• [Instructions to follow]
Report every line below that carries the word "parsed".

#####

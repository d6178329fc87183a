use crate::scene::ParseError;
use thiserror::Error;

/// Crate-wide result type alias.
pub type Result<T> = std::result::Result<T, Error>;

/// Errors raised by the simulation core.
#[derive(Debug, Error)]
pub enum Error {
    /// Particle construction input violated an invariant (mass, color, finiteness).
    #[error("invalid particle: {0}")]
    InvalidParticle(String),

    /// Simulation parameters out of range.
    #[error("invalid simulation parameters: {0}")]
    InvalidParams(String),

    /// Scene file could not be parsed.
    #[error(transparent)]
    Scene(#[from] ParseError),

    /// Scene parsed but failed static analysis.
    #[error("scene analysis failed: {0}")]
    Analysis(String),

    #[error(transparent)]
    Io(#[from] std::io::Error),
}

#####

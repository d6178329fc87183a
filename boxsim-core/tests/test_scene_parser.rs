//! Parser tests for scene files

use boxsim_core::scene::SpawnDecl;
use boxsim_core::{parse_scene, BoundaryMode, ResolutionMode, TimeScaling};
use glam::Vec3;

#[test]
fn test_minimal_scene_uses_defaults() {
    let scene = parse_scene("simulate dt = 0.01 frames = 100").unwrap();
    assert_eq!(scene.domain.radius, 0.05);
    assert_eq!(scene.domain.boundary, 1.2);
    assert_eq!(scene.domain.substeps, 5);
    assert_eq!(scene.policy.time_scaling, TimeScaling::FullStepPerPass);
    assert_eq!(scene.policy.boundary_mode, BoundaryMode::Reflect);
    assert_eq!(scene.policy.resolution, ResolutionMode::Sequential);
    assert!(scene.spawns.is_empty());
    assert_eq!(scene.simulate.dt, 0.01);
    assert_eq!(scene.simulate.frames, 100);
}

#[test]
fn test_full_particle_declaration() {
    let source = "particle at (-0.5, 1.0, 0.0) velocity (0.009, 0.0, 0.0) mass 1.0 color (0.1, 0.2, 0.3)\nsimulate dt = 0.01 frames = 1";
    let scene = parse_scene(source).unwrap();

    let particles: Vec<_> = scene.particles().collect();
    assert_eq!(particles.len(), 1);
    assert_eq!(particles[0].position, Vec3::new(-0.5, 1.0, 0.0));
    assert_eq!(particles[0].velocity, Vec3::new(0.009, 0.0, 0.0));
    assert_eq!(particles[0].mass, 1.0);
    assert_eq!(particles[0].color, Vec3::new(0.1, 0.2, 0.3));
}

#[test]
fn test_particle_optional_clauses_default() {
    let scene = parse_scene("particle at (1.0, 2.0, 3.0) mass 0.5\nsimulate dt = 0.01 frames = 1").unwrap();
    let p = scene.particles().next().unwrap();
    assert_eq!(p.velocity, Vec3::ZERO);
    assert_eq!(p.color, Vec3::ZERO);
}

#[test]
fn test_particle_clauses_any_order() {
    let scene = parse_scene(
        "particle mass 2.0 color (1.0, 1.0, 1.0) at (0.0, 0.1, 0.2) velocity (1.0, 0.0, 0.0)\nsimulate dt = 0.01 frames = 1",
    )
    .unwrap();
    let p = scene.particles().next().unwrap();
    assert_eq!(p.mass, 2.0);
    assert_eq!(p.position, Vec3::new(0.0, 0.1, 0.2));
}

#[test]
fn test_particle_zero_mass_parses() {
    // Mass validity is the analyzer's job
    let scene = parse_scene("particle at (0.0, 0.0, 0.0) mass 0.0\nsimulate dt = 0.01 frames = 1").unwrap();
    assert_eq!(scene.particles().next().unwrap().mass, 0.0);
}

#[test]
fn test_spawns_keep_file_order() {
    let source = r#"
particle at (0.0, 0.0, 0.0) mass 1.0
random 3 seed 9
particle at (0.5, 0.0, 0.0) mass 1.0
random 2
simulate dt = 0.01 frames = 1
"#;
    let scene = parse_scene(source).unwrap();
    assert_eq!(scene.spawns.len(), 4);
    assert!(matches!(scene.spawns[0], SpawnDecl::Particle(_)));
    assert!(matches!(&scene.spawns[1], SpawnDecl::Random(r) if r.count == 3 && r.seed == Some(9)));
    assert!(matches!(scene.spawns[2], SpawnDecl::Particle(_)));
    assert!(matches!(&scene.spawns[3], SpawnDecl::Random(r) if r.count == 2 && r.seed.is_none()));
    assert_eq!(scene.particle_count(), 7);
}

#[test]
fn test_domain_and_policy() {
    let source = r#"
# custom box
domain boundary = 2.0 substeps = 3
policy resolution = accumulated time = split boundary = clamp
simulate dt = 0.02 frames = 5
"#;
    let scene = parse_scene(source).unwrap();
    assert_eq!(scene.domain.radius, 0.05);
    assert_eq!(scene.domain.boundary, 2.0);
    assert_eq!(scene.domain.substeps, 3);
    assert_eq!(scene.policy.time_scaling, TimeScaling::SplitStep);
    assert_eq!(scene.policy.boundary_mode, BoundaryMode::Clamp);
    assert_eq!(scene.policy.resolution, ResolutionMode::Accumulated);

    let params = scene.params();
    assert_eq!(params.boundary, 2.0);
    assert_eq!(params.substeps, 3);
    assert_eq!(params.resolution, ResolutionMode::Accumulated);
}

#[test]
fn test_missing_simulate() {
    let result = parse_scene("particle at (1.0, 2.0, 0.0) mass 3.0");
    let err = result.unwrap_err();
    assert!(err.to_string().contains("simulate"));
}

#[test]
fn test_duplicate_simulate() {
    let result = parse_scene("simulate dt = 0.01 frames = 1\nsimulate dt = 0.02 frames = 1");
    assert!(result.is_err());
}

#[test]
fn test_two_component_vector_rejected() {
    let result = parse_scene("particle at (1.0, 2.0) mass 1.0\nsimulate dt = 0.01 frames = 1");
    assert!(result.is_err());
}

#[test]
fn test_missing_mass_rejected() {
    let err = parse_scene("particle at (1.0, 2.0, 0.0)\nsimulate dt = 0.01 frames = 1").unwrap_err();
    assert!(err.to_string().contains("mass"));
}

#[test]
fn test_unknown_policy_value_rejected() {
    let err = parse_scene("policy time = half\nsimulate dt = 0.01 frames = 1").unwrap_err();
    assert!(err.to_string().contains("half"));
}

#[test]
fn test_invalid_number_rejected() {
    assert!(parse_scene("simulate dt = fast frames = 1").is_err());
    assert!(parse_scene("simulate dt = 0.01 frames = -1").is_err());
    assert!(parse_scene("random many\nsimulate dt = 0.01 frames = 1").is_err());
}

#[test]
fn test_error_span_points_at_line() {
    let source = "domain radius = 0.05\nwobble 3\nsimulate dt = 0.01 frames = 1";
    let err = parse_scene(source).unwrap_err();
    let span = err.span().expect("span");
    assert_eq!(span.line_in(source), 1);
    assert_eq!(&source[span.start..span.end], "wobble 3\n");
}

#####

• [Exercise answer]
    /// Scene file could not be parsed.
    /// Scene parsed but failed static analysis.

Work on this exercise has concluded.